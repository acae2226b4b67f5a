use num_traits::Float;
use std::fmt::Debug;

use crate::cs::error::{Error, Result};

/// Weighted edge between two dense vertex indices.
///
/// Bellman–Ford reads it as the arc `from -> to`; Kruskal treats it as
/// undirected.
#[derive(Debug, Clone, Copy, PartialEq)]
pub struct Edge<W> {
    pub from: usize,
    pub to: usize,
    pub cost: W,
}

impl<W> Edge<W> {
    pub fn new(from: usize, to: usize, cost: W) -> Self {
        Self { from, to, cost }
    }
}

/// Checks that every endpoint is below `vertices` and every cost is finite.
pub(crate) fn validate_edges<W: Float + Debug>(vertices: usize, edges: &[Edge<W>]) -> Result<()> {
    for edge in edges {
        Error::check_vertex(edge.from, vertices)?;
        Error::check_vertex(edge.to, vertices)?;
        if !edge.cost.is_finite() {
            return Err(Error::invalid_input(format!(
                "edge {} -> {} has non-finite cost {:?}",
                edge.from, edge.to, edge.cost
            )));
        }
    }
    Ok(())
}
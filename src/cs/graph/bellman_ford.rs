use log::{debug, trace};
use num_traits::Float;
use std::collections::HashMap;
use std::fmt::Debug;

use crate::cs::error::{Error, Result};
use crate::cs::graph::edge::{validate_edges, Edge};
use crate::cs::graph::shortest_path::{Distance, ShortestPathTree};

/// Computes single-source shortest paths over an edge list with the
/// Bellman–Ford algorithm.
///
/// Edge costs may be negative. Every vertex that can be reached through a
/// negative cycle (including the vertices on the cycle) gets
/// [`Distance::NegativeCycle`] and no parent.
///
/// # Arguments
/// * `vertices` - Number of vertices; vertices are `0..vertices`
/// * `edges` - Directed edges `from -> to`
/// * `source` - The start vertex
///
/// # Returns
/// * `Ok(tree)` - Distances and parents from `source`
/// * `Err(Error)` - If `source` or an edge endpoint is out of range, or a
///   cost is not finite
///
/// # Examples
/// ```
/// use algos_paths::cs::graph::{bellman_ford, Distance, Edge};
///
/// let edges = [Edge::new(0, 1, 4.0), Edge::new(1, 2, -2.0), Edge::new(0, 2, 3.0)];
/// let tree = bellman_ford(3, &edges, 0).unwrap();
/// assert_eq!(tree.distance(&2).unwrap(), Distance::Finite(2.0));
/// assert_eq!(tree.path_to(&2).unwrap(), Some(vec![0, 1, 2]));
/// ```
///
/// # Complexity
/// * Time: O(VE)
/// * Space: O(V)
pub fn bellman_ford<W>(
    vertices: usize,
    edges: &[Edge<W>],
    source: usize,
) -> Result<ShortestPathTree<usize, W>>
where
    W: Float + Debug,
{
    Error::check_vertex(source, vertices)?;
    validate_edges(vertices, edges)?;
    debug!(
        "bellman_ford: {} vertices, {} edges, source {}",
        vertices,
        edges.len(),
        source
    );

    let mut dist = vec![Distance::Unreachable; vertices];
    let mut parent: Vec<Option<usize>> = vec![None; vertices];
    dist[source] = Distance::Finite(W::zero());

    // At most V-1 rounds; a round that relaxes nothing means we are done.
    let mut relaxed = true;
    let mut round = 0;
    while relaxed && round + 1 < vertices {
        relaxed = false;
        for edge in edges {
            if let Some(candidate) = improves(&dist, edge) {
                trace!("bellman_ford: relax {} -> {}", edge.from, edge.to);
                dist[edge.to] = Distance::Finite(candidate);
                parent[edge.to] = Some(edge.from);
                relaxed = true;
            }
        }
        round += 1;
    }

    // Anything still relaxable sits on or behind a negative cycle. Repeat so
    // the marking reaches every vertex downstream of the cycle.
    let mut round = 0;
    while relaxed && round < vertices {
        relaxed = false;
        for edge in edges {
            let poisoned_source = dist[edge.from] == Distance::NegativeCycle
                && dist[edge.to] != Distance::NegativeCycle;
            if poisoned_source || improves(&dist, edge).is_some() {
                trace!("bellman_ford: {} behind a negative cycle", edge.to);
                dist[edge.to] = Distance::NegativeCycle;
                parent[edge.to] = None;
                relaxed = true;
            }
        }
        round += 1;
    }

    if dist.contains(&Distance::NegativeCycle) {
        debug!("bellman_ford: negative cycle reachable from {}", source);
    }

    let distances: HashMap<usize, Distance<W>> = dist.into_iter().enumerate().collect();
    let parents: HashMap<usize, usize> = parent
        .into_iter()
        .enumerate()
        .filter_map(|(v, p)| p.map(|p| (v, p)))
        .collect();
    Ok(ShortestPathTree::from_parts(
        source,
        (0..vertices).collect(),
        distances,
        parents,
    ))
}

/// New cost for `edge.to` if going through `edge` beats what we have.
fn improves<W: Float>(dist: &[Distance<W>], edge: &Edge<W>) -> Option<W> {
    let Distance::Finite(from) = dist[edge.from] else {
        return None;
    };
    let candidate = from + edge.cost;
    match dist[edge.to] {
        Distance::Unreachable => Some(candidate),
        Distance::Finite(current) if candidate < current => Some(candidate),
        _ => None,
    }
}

Instructions for the task. Each record above should be restated word for word.

Exercise result.
repository acae2226b4b67f5a
use num_traits::Float;
use std::fmt::Debug;

use crate::cs::error::{Error, Result};

/// Weighted edge between two dense vertex indices.
///
/// Bellman–Ford reads it as the arc `from -> to`; Kruskal treats it as
/// undirected.
#[derive(Debug, Clone, Copy, PartialEq)]
pub struct Edge<W> {
    pub from: usize,
    pub to: usize,
    pub cost: W,
}

impl<W> Edge<W> {
    pub fn new(from: usize, to: usize, cost: W) -> Self {
        Self { from, to, cost }
    }
}

/// Checks that every endpoint is below `vertices` and every cost is finite.
pub(crate) fn validate_edges<W: Float + Debug>(vertices: usize, edges: &[Edge<W>]) -> Result<()> {
    for edge in edges {
        Error::check_vertex(edge.from, vertices)?;
        Error::check_vertex(edge.to, vertices)?;
        if !edge.cost.is_finite() {
            return Err(Error::invalid_input(format!(
                "edge {} -> {} has non-finite cost {:?}",
                edge.from, edge.to, edge.cost
            )));
        }
    }
    Ok(())
}
filename src/cs/graph/bellman_ford.rs
use log::{debug, trace};
use num_traits::Float;
use std::collections::HashMap;
use std::fmt::Debug;

use crate::cs::error::{Error, Result};
use crate::cs::graph::edge::{validate_edges, Edge};
use crate::cs::graph::shortest_path::{Distance, ShortestPathTree};

/// Computes single-source shortest paths over an edge list with the
/// Bellman–Ford algorithm.
///
/// Edge costs may be negative. Every vertex that can be reached through a
/// negative cycle (including the vertices on the cycle) gets
/// [`Distance::NegativeCycle`] and no parent.
///
/// # Arguments
/// * `vertices` - Number of vertices; vertices are `0..vertices`
/// * `edges` - Directed edges `from -> to`
/// * `source` - The start vertex
///
/// # Returns
/// * `Ok(tree)` - Distances and parents from `source`
/// * `Err(Error)` - If `source` or an edge endpoint is out of range, or a
///   cost is not finite
///
/// # Examples
/// ```
/// use algos_paths::cs::graph::{bellman_ford, Distance, Edge};
///
/// let edges = [Edge::new(0, 1, 4.0), Edge::new(1, 2, -2.0), Edge::new(0, 2, 3.0)];
/// let tree = bellman_ford(3, &edges, 0).unwrap();
/// assert_eq!(tree.distance(&2).unwrap(), Distance::Finite(2.0));
/// assert_eq!(tree.path_to(&2).unwrap(), Some(vec![0, 1, 2]));
/// ```
///
/// # Complexity
/// * Time: O(VE)
/// * Space: O(V)
pub fn bellman_ford<W>(
    vertices: usize,
    edges: &[Edge<W>],
    source: usize,
) -> Result<ShortestPathTree<usize, W>>
where
    W: Float + Debug,
{
    Error::check_vertex(source, vertices)?;
    validate_edges(vertices, edges)?;
    debug!(
        "bellman_ford: {} vertices, {} edges, source {}",
        vertices,
        edges.len(),
        source
    );

    let mut dist = vec![Distance::Unreachable; vertices];
    let mut parent: Vec<Option<usize>> = vec![None; vertices];
    dist[source] = Distance::Finite(W::zero());

    // At most V-1 rounds; a round that relaxes nothing means we are done.
    let mut relaxed = true;
    let mut round = 0;
    while relaxed && round + 1 < vertices {
        relaxed = false;
        for edge in edges {
            if let Some(candidate) = improves(&dist, edge) {
                trace!("bellman_ford: relax {} -> {}", edge.from, edge.to);
                dist[edge.to] = Distance::Finite(candidate);
                parent[edge.to] = Some(edge.from);
                relaxed = true;
            }
        }
        round += 1;
    }

    // Anything still relaxable sits on or behind a negative cycle. Repeat so
    // the marking reaches every vertex downstream of the cycle.
    let mut round = 0;
    while relaxed && round < vertices {
        relaxed = false;
        for edge in edges {
            let poisoned_source = dist[edge.from] == Distance::NegativeCycle
                && dist[edge.to] != Distance::NegativeCycle;
            if poisoned_source || improves(&dist, edge).is_some() {
                trace!("bellman_ford: {} behind a negative cycle", edge.to);
                dist[edge.to] = Distance::NegativeCycle;
                parent[edge.to] = None;
                relaxed = true;
            }
        }
        round += 1;
    }

    if dist.contains(&Distance::NegativeCycle) {
        debug!("bellman_ford: negative cycle reachable from {}", source);
    }

    let distances: HashMap<usize, Distance<W>> = dist.into_iter().enumerate().collect();
    let parents: HashMap<usize, usize> = parent
        .into_iter()
        .enumerate()
        .filter_map(|(v, p)| p.map(|p| (v, p)))
        .collect();
    Ok(ShortestPathTree::from_parts(
        source,
        (0..vertices).collect(),
        distances,
        parents,
    ))
}

/// New cost for `edge.to` if going through `edge` beats what we have.
fn improves<W: Float>(dist: &[Distance<W>], edge: &Edge<W>) -> Option<W> {
    let Distance::Finite(from) = dist[edge.from] else {
        return None;
    };
    let candidate = from + edge.cost;
    match dist[edge.to] {
        Distance::Unreachable => Some(candidate),
        Distance::Finite(current) if candidate < current => Some(candidate),
        _ => None,
    }
}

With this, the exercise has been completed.